アイリーン、ピョートルともに興味を示す。

ああ。嵩張らなくて、良い値で売れる品物っていったら限られてるからな

コンコン、と自身の馬車の車輪を叩きながら、ランダールはニカッと笑った。

医薬品は助かる。公国の薬はとても良く効く

馬車を見上げるピョートルの目には、どこか憧れるような光がある。しかし、ふと視線を下げてランダールを見据えたピョートルは、

ランダールは、一人か?

……ん? っていうと?

いや。普通の商人は……なんと言うべきか。手伝う人を連れていることが多い。だがランダールは独りに見える

ピョートルの指摘に、ケイとアイリーンも 確かに と頷いた。周囲の年かさの商人は大抵若い見習いを連れているし、あるいは手伝いとして家族を同伴させていることもある。だがランダールは馬車を持つ商人であるにもかかわらず、独りきりだ。

ああー……まあ、おれはなぁ

しばし目を泳がせたランダールは、クヒヒと悪ぶるような笑みを浮かべた。

弟子を取る余裕がないってトコだな!

そうなのかー? でも余裕はありそうじゃん、馬車も良いの使ってるし

ん、まあ嬢ちゃんの言う通り馬車は結構イイヤツだけどさ。仕入れと馬車の維持で金がかかるんだコレが……。見習いやら手伝いやらを連れて行くとそいつらの面倒も見ないといけないし、今のおれには荷が重いや

ふーん、そんなもんか

自分ひとりなら儲けは全部おれのもの! この身体一つで頑張ろう! ってな

ふんっ、と力こぶアピールするランダール。

で、薬はベルヤンスクで売るのか?

スープをもぐもぐと食べながら、ピョートルはマイペースだ。

お、おう。そのつもりだぞ

可能なら、東部でも売って欲しい。辺境では薬が不足している

食べる手を止めて、静かに、そして真っ直ぐに見つめるピョートルに、ランダールは調子が悪そうに目を逸らす。

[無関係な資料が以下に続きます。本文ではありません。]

//! GRD and IGF images
//!
//! Both share one header and an LZSS pixel stream. GRD rows run top-down,
//! IGF rows bottom-up.

use binrw::BinRead;
use binrw::io::Cursor;

use crate::codec::lzss::{self, LzssConfig};
use crate::error::{Error, Result, header_mismatch};
use crate::image::{ChannelOrder, ImageFrame, check_dimensions, flip_rows};

/// Size of the fixed header
pub const HEADER_SIZE: usize = 0x14;

/// GRD / IGF header
#[derive(Debug, Clone, PartialEq, Eq, BinRead)]
#[br(little)]
pub struct GrdHeader {
    /// `GRD\0` or `IGF\0`
    #[br(assert(&magic == b"GRD\0" || &magic == b"IGF\0", "Invalid GRD magic: {:?}", magic))]
    pub magic: [u8; 4],
    /// Unpacked pixel bytes
    pub unpacked: u32,
    /// Width in pixels
    pub width: u32,
    /// Height in pixels
    pub height: u32,
    /// 8, 24 or 32
    pub bpp: u32,
}

impl GrdHeader {
    /// Rows are stored bottom-up
    pub fn is_bottom_up(&self) -> bool {
        &self.magic == b"IGF\0"
    }
}

/// Decode a GRD or IGF image
pub fn decode(data: &[u8]) -> Result<ImageFrame> {
    let header = GrdHeader::read(&mut Cursor::new(data)).map_err(header_mismatch)?;
    check_dimensions(header.width, header.height)?;
    let order = match header.bpp {
        8 => ChannelOrder::Gray,
        24 => ChannelOrder::Bgr,
        32 => ChannelOrder::Bgra,
        bpp => return Err(Error::unsupported("GRD bit depth", bpp)),
    };
    let stride = header.width as usize * order.bytes_per_pixel();
    let len = stride * header.height as usize;
    if header.unpacked as usize != len {
        return Err(Error::CorruptData(format!(
            "GRD unpacked size {} does not match {}x{}",
            header.unpacked, header.width, header.height
        )));
    }

    let mut pixels = lzss::unpack(&data[HEADER_SIZE..], len, LzssConfig::DEFAULT)?;
    if header.is_bottom_up() {
        flip_rows(&mut pixels, stride);
    }
    ImageFrame::new(header.width, header.height, order, stride, pixels)
}
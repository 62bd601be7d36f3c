//! RMSK 8-bit masks
//!
//! Prefix codes over an MSB-first bitstream: `0` repeats the previous
//! value, `10` is 0x00, `110` is 0xFF and `111` is followed by a literal
//! byte. The previous value starts at zero.

use binrw::BinRead;
use binrw::io::Cursor;

use crate::bitstream::MsbBitStream;
use crate::codec::{CodecError, alloc_output};
use crate::error::{Result, header_mismatch};
use crate::image::{ChannelOrder, ImageFrame, check_dimensions};

/// Size of the fixed header
pub const HEADER_SIZE: usize = 0xC;

/// RMSK header
#[derive(Debug, Clone, PartialEq, Eq, BinRead)]
#[br(little, magic = b"RMSK")]
pub struct RmskHeader {
    /// Width in pixels
    pub width: u32,
    /// Height in pixels
    pub height: u32,
}

fn unpack(bits: &mut MsbBitStream<'_>, len: usize) -> Result<Vec<u8>> {
    let mut out = alloc_output(len)?;
    let truncated = |produced| CodecError::Truncated {
        expected: len,
        produced,
    };
    let mut last = 0u8;
    for (i, slot) in out.iter_mut().enumerate() {
        let mut bit = || bits.get_next_bit().ok_or(truncated(i));
        if bit()? {
            last = if !bit()? {
                0x00
            } else if !bit()? {
                0xFF
            } else {
                bits.get_bits(8).ok_or(truncated(i))? as u8
            };
        }
        *slot = last;
    }
    Ok(out)
}

/// Decode an RMSK mask
pub fn decode(data: &[u8]) -> Result<ImageFrame> {
    let header = RmskHeader::read(&mut Cursor::new(data)).map_err(header_mismatch)?;
    check_dimensions(header.width, header.height)?;
    let len = header.width as usize * header.height as usize;
    let mut bits = MsbBitStream::new(&data[HEADER_SIZE..]);
    let pixels = unpack(&mut bits, len)?;
    ImageFrame::packed(header.width, header.height, ChannelOrder::Gray, pixels)
}
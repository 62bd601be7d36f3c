//! AZ System engine
//!
//! - [`ArcOpener`]: plain `ARC\x1A` archives with an AZ-packed index
//! - [`EncryptedArcOpener`]: the same layout under XOR-rotate, with keys
//!   tried from the scheme registry and entry keys derived from `sysenv.tbl`
//! - [`asb`]: packed and XOR-ed `ASB\x1A` scripts
//! - [`cpb`] and [`typ1`]: channel-planar images

mod arc;
pub mod asb;
pub mod content_key;
pub mod cpb;
mod header;
pub mod typ1;

pub use arc::{ArcOpener, EncryptedArcOpener};
pub use content_key::generate_content_key;
pub use header::{ArcHeader, HEADER_SIZE, RECORD_SIZE};
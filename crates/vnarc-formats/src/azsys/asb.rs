//! `ASB\x1A` scripts
//!
//! Layout: signature, packed size, unpacked size, then the AZ-packed body
//! XOR-ed as little-endian words with `script_key ^ unpacked_size`. A tail
//! shorter than one word is stored in the clear.

use crate::codec;
use crate::error::{Error, Result};

/// Script signature
pub const SIGNATURE: &[u8; 4] = b"ASB\x1A";

const HEADER_SIZE: usize = 12;

/// Whether `data` starts with the script signature
pub fn is_asb(data: &[u8]) -> bool {
    data.starts_with(SIGNATURE)
}

fn xor_words(body: &mut [u8], key: u32) {
    for chunk in body.chunks_exact_mut(4) {
        let word = u32::from_le_bytes([chunk[0], chunk[1], chunk[2], chunk[3]]) ^ key;
        chunk.copy_from_slice(&word.to_le_bytes());
    }
}

/// Decrypt and unpack a script
pub fn decode(data: &[u8], script_key: u32) -> Result<Vec<u8>> {
    if !is_asb(data) || data.len() < HEADER_SIZE {
        return Err(Error::CorruptData("ASB header truncated".into()));
    }
    let packed_len = u32::from_le_bytes([data[4], data[5], data[6], data[7]]) as usize;
    let unpacked_len = u32::from_le_bytes([data[8], data[9], data[10], data[11]]);
    let mut body = data
        .get(HEADER_SIZE..HEADER_SIZE.saturating_add(packed_len))
        .ok_or_else(|| Error::CorruptData(format!("ASB body of {packed_len} bytes truncated")))?
        .to_vec();
    xor_words(&mut body, script_key ^ unpacked_len);
    Ok(codec::azsys::unpack(&body, unpacked_len as usize)?)
}
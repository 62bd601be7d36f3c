//! Random-access byte sources and companion-file resolution
//!
//! [`ByteSource`] is an immutable, cheaply clonable view over archive bytes.
//! Every read is bounds-checked and fails with [`Error::OutOfBounds`] rather
//! than truncating. File-backed sources are memory-mapped.

use std::collections::HashMap;
use std::fs::File;
use std::path::{Path, PathBuf};

use bytes::Bytes;
use memmap2::MmapOptions;
use tracing::{debug, trace};

use crate::error::{Error, Result};

/// Immutable random-access view over archive bytes
#[derive(Clone, Default, PartialEq, Eq)]
pub struct ByteSource {
    data: Bytes,
}

impl std::fmt::Debug for ByteSource {
    fn fmt(&self, f: &mut std::fmt::Formatter<'_>) -> std::fmt::Result {
        f.debug_struct("ByteSource")
            .field("len", &self.data.len())
            .finish()
    }
}

impl From<Vec<u8>> for ByteSource {
    fn from(data: Vec<u8>) -> Self {
        Self { data: data.into() }
    }
}

impl From<&'static [u8]> for ByteSource {
    fn from(data: &'static [u8]) -> Self {
        Self {
            data: Bytes::from_static(data),
        }
    }
}

impl From<Bytes> for ByteSource {
    fn from(data: Bytes) -> Self {
        Self { data }
    }
}

impl ByteSource {
    /// Wrap owned bytes
    pub fn new(data: impl Into<Bytes>) -> Self {
        Self { data: data.into() }
    }

    /// Memory-map a file
    pub fn open_file(path: impl AsRef<Path>) -> Result<Self> {
        let path = path.as_ref();
        let file = File::open(path)?;
        let len = file.metadata()?.len();
        if len == 0 {
            return Ok(Self::default());
        }

        // The mapping is read-only and archives are not modified while open
        #[allow(unsafe_code)]
        let mmap = unsafe { MmapOptions::new().map(&file)? };
        debug!("Mapped {} ({} bytes)", path.display(), len);
        Ok(Self {
            data: Bytes::from_owner(mmap),
        })
    }

    /// Total length in bytes
    pub fn len(&self) -> u64 {
        self.data.len() as u64
    }

    /// True when the source holds no bytes
    pub fn is_empty(&self) -> bool {
        self.data.is_empty()
    }

    /// Whole source as a slice
    pub fn as_slice(&self) -> &[u8] {
        &self.data
    }

    fn range(&self, offset: u64, len: u64) -> Result<std::ops::Range<usize>> {
        match offset.checked_add(len) {
            Some(end) if end <= self.len() => Ok(offset as usize..end as usize),
            _ => Err(Error::OutOfBounds {
                offset,
                len,
                source_len: self.len(),
            }),
        }
    }

    /// Borrow `len` bytes at `offset`
    pub fn slice(&self, offset: u64, len: usize) -> Result<&[u8]> {
        let range = self.range(offset, len as u64)?;
        Ok(&self.data[range])
    }

    /// Copy `len` bytes at `offset`
    pub fn read_at(&self, offset: u64, len: usize) -> Result<Vec<u8>> {
        self.slice(offset, len).map(<[u8]>::to_vec)
    }

    /// Zero-copy sub-range as a new source
    pub fn sub_source(&self, offset: u64, len: u64) -> Result<Self> {
        let range = self.range(offset, len)?;
        Ok(Self {
            data: self.data.slice(range),
        })
    }

    /// Bytes from `offset` to the end
    pub fn tail(&self, offset: u64) -> Result<&[u8]> {
        let len = self.len().checked_sub(offset).ok_or(Error::OutOfBounds {
            offset,
            len: 0,
            source_len: self.len(),
        })?;
        self.slice(offset, len as usize)
    }

    fn array<const N: usize>(&self, offset: u64) -> Result<[u8; N]> {
        let mut out = [0u8; N];
        out.copy_from_slice(self.slice(offset, N)?);
        Ok(out)
    }

    /// Read one byte
    pub fn read_u8(&self, offset: u64) -> Result<u8> {
        Ok(self.array::<1>(offset)?[0])
    }

    /// Read a little-endian `u16`
    pub fn read_u16_le(&self, offset: u64) -> Result<u16> {
        self.array(offset).map(u16::from_le_bytes)
    }

    /// Read a big-endian `u16`
    pub fn read_u16_be(&self, offset: u64) -> Result<u16> {
        self.array(offset).map(u16::from_be_bytes)
    }

    /// Read a little-endian `u32`
    pub fn read_u32_le(&self, offset: u64) -> Result<u32> {
        self.array(offset).map(u32::from_le_bytes)
    }

    /// Read a big-endian `u32`
    pub fn read_u32_be(&self, offset: u64) -> Result<u32> {
        self.array(offset).map(u32::from_be_bytes)
    }

    /// Read a little-endian `i32`
    pub fn read_i32_le(&self, offset: u64) -> Result<i32> {
        self.array(offset).map(i32::from_le_bytes)
    }

    /// Read a little-endian `u64`
    pub fn read_u64_le(&self, offset: u64) -> Result<u64> {
        self.array(offset).map(u64::from_le_bytes)
    }

    /// True when `[offset, offset + size)` lies inside the source
    pub fn check_placement(&self, offset: u64, size: u64) -> bool {
        offset.checked_add(size).is_some_and(|end| end <= self.len())
    }

    /// True when the source starts with `signature` at `offset`
    pub fn has_signature(&self, offset: u64, signature: &[u8]) -> bool {
        self.slice(offset, signature.len())
            .is_ok_and(|bytes| bytes == signature)
    }
}

/// Locates sibling files an archive depends on (TOCs, name tables, indices)
pub trait CompanionResolver: Send + Sync {
    /// Open a companion by file name, `None` when it does not exist
    fn open(&self, name: &str) -> Option<ByteSource>;
}

/// Resolver for archives that have no companions
#[derive(Debug, Clone, Copy, Default)]
pub struct NoCompanions;

impl CompanionResolver for NoCompanions {
    fn open(&self, _name: &str) -> Option<ByteSource> {
        None
    }
}

/// Resolves companions inside one directory
///
/// Names are matched exactly first and then case-insensitively, since
/// archives shipped on Windows rarely agree on case.
#[derive(Debug, Clone)]
pub struct DirectoryResolver {
    dir: PathBuf,
}

impl DirectoryResolver {
    /// Resolver rooted at `dir`
    pub fn new(dir: impl Into<PathBuf>) -> Self {
        Self { dir: dir.into() }
    }

    /// Resolver for the directory containing `archive_path`
    pub fn for_archive(archive_path: impl AsRef<Path>) -> Self {
        let dir = archive_path
            .as_ref()
            .parent()
            .map_or_else(|| PathBuf::from("."), Path::to_path_buf);
        Self { dir }
    }

    fn find(&self, name: &str) -> Option<PathBuf> {
        let exact = self.dir.join(name);
        if exact.is_file() {
            return Some(exact);
        }
        std::fs::read_dir(&self.dir)
            .ok()?
            .filter_map(std::result::Result::ok)
            .find(|e| e.file_name().to_string_lossy().eq_ignore_ascii_case(name))
            .map(|e| e.path())
    }
}

impl CompanionResolver for DirectoryResolver {
    fn open(&self, name: &str) -> Option<ByteSource> {
        let path = self.find(name)?;
        match ByteSource::open_file(&path) {
            Ok(source) => Some(source),
            Err(e) => {
                debug!("Companion {} could not be opened: {}", path.display(), e);
                None
            }
        }
    }
}

/// In-memory companion table keyed case-insensitively
#[derive(Debug, Clone, Default)]
pub struct MemoryResolver {
    files: HashMap<String, ByteSource>,
}

impl MemoryResolver {
    /// Empty table
    pub fn new() -> Self {
        Self::default()
    }

    /// Add or replace a companion
    pub fn insert(&mut self, name: &str, source: impl Into<ByteSource>) {
        self.files.insert(name.to_ascii_lowercase(), source.into());
    }

    /// Builder form of [`MemoryResolver::insert`]
    #[must_use]
    pub fn with(mut self, name: &str, source: impl Into<ByteSource>) -> Self {
        self.insert(name, source);
        self
    }
}

impl CompanionResolver for MemoryResolver {
    fn open(&self, name: &str) -> Option<ByteSource> {
        let found = self.files.get(&name.to_ascii_lowercase()).cloned();
        trace!("Companion lookup {}: {}", name, found.is_some());
        found
    }
}

#[cfg(test)]
#[allow(clippy::expect_used, clippy::unwrap_used)]
mod tests {
    use super::*;
    use std::io::Write;

    #[test]
    fn test_bounds_checked_reads() {
        let source = ByteSource::from(vec![1, 2, 3, 4, 5]);
        assert_eq!(source.read_at(1, 3).unwrap(), vec![2, 3, 4]);
        assert_eq!(source.read_at(5, 0).unwrap(), Vec::<u8>::new());
        assert!(matches!(
            source.read_at(3, 3),
            Err(Error::OutOfBounds {
                offset: 3,
                len: 3,
                source_len: 5
            })
        ));
        assert!(source.read_at(u64::MAX, 2).is_err());
    }

    #[test]
    fn test_endian_reads() {
        let source = ByteSource::from(vec![0x12, 0x34, 0x56, 0x78, 0x9A]);
        assert_eq!(source.read_u16_le(0).unwrap(), 0x3412);
        assert_eq!(source.read_u16_be(0).unwrap(), 0x1234);
        assert_eq!(source.read_u32_le(0).unwrap(), 0x7856_3412);
        assert_eq!(source.read_u32_be(1).unwrap(), 0x3456_789A);
        assert!(source.read_u32_le(2).is_err());
        assert!(source.read_u64_le(0).is_err());
    }

    #[test]
    fn test_check_placement() {
        let source = ByteSource::from(vec![0u8; 100]);
        assert!(source.check_placement(0, 100));
        assert!(source.check_placement(100, 0));
        assert!(!source.check_placement(50, 51));
        assert!(!source.check_placement(u64::MAX, 2));
    }

    #[test]
    fn test_sub_source_and_tail() {
        let source = ByteSource::from(b"headerPAYLOAD".to_vec());
        let sub = source.sub_source(6, 7).unwrap();
        assert_eq!(sub.as_slice(), b"PAYLOAD");
        assert_eq!(source.tail(6).unwrap(), b"PAYLOAD");
        assert!(source.tail(14).is_err());
        assert!(source.has_signature(0, b"head"));
        assert!(!source.has_signature(10, b"LOADX"));
    }

    #[test]
    fn test_memory_mapped_file() {
        let mut file = tempfile::NamedTempFile::new().unwrap();
        file.write_all(b"KIF\0mapped").unwrap();
        file.flush().unwrap();

        let source = ByteSource::open_file(file.path()).unwrap();
        assert_eq!(source.len(), 10);
        assert!(source.has_signature(0, b"KIF\0"));
    }

    #[test]
    fn test_directory_resolver_case_insensitive() {
        let dir = tempfile::tempdir().unwrap();
        std::fs::write(dir.path().join("Arc01.dat"), b"toc").unwrap();

        let resolver = DirectoryResolver::new(dir.path());
        assert_eq!(resolver.open("Arc01.dat").unwrap().as_slice(), b"toc");
        assert_eq!(resolver.open("ARC01.DAT").unwrap().as_slice(), b"toc");
        assert!(resolver.open("Arc02.dat").is_none());
    }

    #[test]
    fn test_memory_resolver() {
        let resolver = MemoryResolver::new().with("System.arc", vec![1u8, 2, 3]);
        assert_eq!(resolver.open("system.ARC").unwrap().len(), 3);
        assert!(NoCompanions.open("system.arc").is_none());
    }
}
//! `.rio` resource archives

use tracing::debug;

use super::{RioError, read_graph, rha};
use crate::archive::{ArchiveCodec, Directory, FormatState, OpenContext};
use crate::entry::Entry;
use crate::error::{Error, Result};
use crate::source::ByteSource;

/// Object stream signature
pub const SIGNATURE: &[u8; 4] = b"RIO\0";

/// rUGP `.rio` archive
#[derive(Debug, Clone, Copy, Default)]
pub struct RioOpener;

impl ArchiveCodec for RioOpener {
    fn tag(&self) -> &'static str {
        "rUGP/RIO"
    }

    fn probe(&self, source: &ByteSource, ctx: &OpenContext<'_>) -> bool {
        source.has_signature(0, SIGNATURE) || ctx.extension().as_deref() == Some("rio")
    }

    fn parse_index(&self, source: &ByteSource, ctx: &OpenContext<'_>) -> Result<Directory> {
        let head = ctx.companion(&format!("{}.ici", ctx.base_name()));
        let stream = head.as_ref().unwrap_or(source);
        let graph = match read_graph(stream.as_slice()) {
            Ok(graph) => graph,
            Err(RioError::BadSignature) => return Err(Error::mismatch("missing RIO signature")),
            Err(e) => return Err(e.into()),
        };

        let mut entries = Vec::new();
        for (id, object) in graph.iter() {
            let Some((offset, size)) = object.placement() else {
                continue;
            };
            if size == 0 {
                continue;
            }
            let name = graph.path(id);
            match Entry::checked(name, u64::from(offset), u64::from(size), source) {
                Some(entry) => entries.push(entry),
                None => debug!(
                    "Dropping RIO node {}: {:#x}+{:#x} outside the archive",
                    graph.path(id),
                    offset,
                    size
                ),
            }
        }
        debug!("{}: {} RIO nodes with data", ctx.archive_name, entries.len());

        Ok(Directory {
            entries,
            state: FormatState::Rugp { graph },
        })
    }

    fn open_entry(
        &self,
        source: &ByteSource,
        _state: &FormatState,
        entry: &Entry,
    ) -> Result<Vec<u8>> {
        let data = source.read_at(entry.offset, entry.size as usize)?;
        if data.starts_with(rha::SIGNATURE) {
            return rha::to_mp3(&data);
        }
        Ok(data)
    }
}
#[derive(Debug, Subcommand)]
enum GroupsCommand {
    List,
    Create(GroupsCreateArgs),
    Upload(GroupsUploadArgs),
}

#[derive(Debug, Args)]
struct GroupsCreateArgs {
    #[arg(long)]
    name: String,
    #[arg(long)]
    description: String,
}

#[derive(Debug, Args)]
struct GroupsUploadArgs {
    #[arg(long)]
    group: String,
    #[arg(long)]
    file: PathBuf,
}

#[derive(Debug, Subcommand)]
enum ChatCommand {
    Send(ChatSendArgs),
}

#[derive(Debug, Args)]
struct ChatSendArgs {
    #[arg(long)]
    group: String,
    #[arg(long)]
    text: String,
}

#[derive(Debug, Subcommand)]
enum VaultCommand {
    Create(VaultCreateArgs),
}

#[derive(Debug, Args)]
struct VaultCreateArgs {
    #[arg(long)]
    comment: String,
    /// Calendar date in `YYYY-MM-DD` form.
    #[arg(long)]
    open_date: Option<String>,
    #[arg(long = "photo")]
    photos: Vec<PathBuf>,
}

#[derive(Debug, Subcommand)]
enum WeatherCommand {
    Search(WeatherSearchArgs),
    Show(WeatherShowArgs),
    Favorite(WeatherNameArgs),
    Favorites,
}

#[derive(Debug, Args)]
struct WeatherSearchArgs {
    #[arg(long)]
    query: String,
}

#[derive(Debug, Args)]
struct WeatherShowArgs {
    #[arg(long)]
    name: String,
    #[arg(long, default_value_t = false)]
    daily: bool,
}

#[derive(Debug, Args)]
struct WeatherNameArgs {
    #[arg(long)]
    name: String,
}

fn with_contract_version(value: Value) -> Value {
    match value {
        Value::Object(mut object) => {
            object.insert(
                "contract_version".to_string(),
                Value::String(CLI_CONTRACT_VERSION.to_string()),
            );
            Value::Object(object)
        }
        other => serde_json::json!({
            "contract_version": CLI_CONTRACT_VERSION,
            "payload": other
        }),
    }
}

fn emit_json(value: Value) -> Result<()> {
    println!("{}", serde_json::to_string_pretty(&with_contract_version(value))?);
    Ok(())
}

辺境の話は聞いたことあるさ。でももう納品先が決まってるんだ

そうか……

少しだけ残念そうに頷いたピョートルは、乾パンをスープに浸してふやかし始めた。

……そういや、薬とか売ったあとはどうすんの? 何か別のもの仕入れたり?

代わって、今度はアイリーンが質問し始める。

まあ、そうなるなぁ。船と一緒で、荷馬車を空っぽのまま動かすのは、やっぱり馬鹿らしいや

北の大地の特産品とかあったっけ。何を買うつもり?

商人にズカズカ聞いてくるなぁ嬢ちゃん! まあいい。おれぁ取り敢えず武具だな

武具でいいのか?

アイリーンとランダールの会話に、黙って聞いていたケイも思わず口を挟む。